Task brief: Output the records exactly, every one of them.

Collected data entries

--- --- ---

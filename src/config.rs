use serde::Deserialize;
use std::fs;
use std::path::{Path, PathBuf};
use thiserror::Error;

static DEFAULT_CONFIG: &str = include_str!("default_config.toml");

#[derive(Debug, Error)]
pub enum ConfigError {
    #[error("failed to read config file at {path}: {source}")]
    Read {
        path: PathBuf,
        source: std::io::Error,
    },

    #[error("failed to parse config file at {path}: {source}")]
    Parse {
        path: PathBuf,
        source: toml::de::Error,
    },
}

/// Site layout. Relative paths are taken from the config file's directory.
#[derive(Debug, Clone, PartialEq, Eq, Deserialize)]
#[serde(default)]
pub struct Config {
    /// Markdown sources, mirrored into `output` as `.html` pages.
    pub content: PathBuf,
    /// Assets copied verbatim into `output`.
    #[serde(rename = "static")]
    pub static_dir: PathBuf,
    /// HTML template with `{{ Title }}` and `{{ Content }}` placeholders.
    pub template: PathBuf,
    pub output: PathBuf,
}

impl Default for Config {
    fn default() -> Self {
        Self {
            content: PathBuf::from("content"),
            static_dir: PathBuf::from("static"),
            template: PathBuf::from("template.html"),
            output: PathBuf::from("public"),
        }
    }
}

impl Config {
    /// The configuration bundled with the binary.
    pub fn compiled_default() -> Self {
        // build.rs has already checked the syntax
        toml::from_str(DEFAULT_CONFIG).unwrap_or_default()
    }

    /// Load config from a TOML file, or return defaults if it does not exist.
    pub fn load(path: &Path) -> Result<Self, ConfigError> {
        if !path.exists() {
            return Ok(Self::compiled_default());
        }

        let content = fs::read_to_string(path).map_err(|source| ConfigError::Read {
            path: path.to_path_buf(),
            source,
        })?;

        toml::from_str(&content).map_err(|source| ConfigError::Parse {
            path: path.to_path_buf(),
            source,
        })
    }

    /// Anchor relative paths at `base`; absolute paths are left alone.
    pub fn resolve(mut self, base: &Path) -> Self {
        for path in [
            &mut self.content,
            &mut self.static_dir,
            &mut self.template,
            &mut self.output,
        ] {
            if path.is_relative() {
                *path = base.join(&*path);
            }
        }
        self
    }
}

--- --- ---

Response area:
filename src/config.rs
use serde::Deserialize;
use std::fs;
use std::path::{Path, PathBuf};
use thiserror::Error;

static DEFAULT_CONFIG: &str = include_str!("default_config.toml");

#[derive(Debug, Error)]
pub enum ConfigError {
    #[error("failed to read config file at {path}: {source}")]
    Read {
        path: PathBuf,
        source: std::io::Error,
    },

    #[error("failed to parse config file at {path}: {source}")]
    Parse {
        path: PathBuf,
        source: toml::de::Error,
    },
}

/// Site layout. Relative paths are taken from the config file's directory.
#[derive(Debug, Clone, PartialEq, Eq, Deserialize)]
#[serde(default)]
pub struct Config {
    /// Markdown sources, mirrored into `output` as `.html` pages.
    pub content: PathBuf,
    /// Assets copied verbatim into `output`.
    #[serde(rename = "static")]
    pub static_dir: PathBuf,
    /// HTML template with `{{ Title }}` and `{{ Content }}` placeholders.
    pub template: PathBuf,
    pub output: PathBuf,
}

impl Default for Config {
    fn default() -> Self {
        Self {
            content: PathBuf::from("content"),
            static_dir: PathBuf::from("static"),
            template: PathBuf::from("template.html"),
            output: PathBuf::from("public"),
        }
    }
}

impl Config {
    /// The configuration bundled with the binary.
    pub fn compiled_default() -> Self {
        // build.rs has already checked the syntax
        toml::from_str(DEFAULT_CONFIG).unwrap_or_default()
    }

    /// Load config from a TOML file, or return defaults if it does not exist.
    pub fn load(path: &Path) -> Result<Self, ConfigError> {
        if !path.exists() {
            return Ok(Self::compiled_default());
        }

        let content = fs::read_to_string(path).map_err(|source| ConfigError::Read {
            path: path.to_path_buf(),
            source,
        })?;

        toml::from_str(&content).map_err(|source| ConfigError::Parse {
            path: path.to_path_buf(),
            source,
        })
    }

    /// Anchor relative paths at `base`; absolute paths are left alone.
    pub fn resolve(mut self, base: &Path) -> Self {
        for path in [
            &mut self.content,
            &mut self.static_dir,
            &mut self.template,
            &mut self.output,
        ] {
            if path.is_relative() {
                *path = base.join(&*path);
            }
        }
        self
    }
}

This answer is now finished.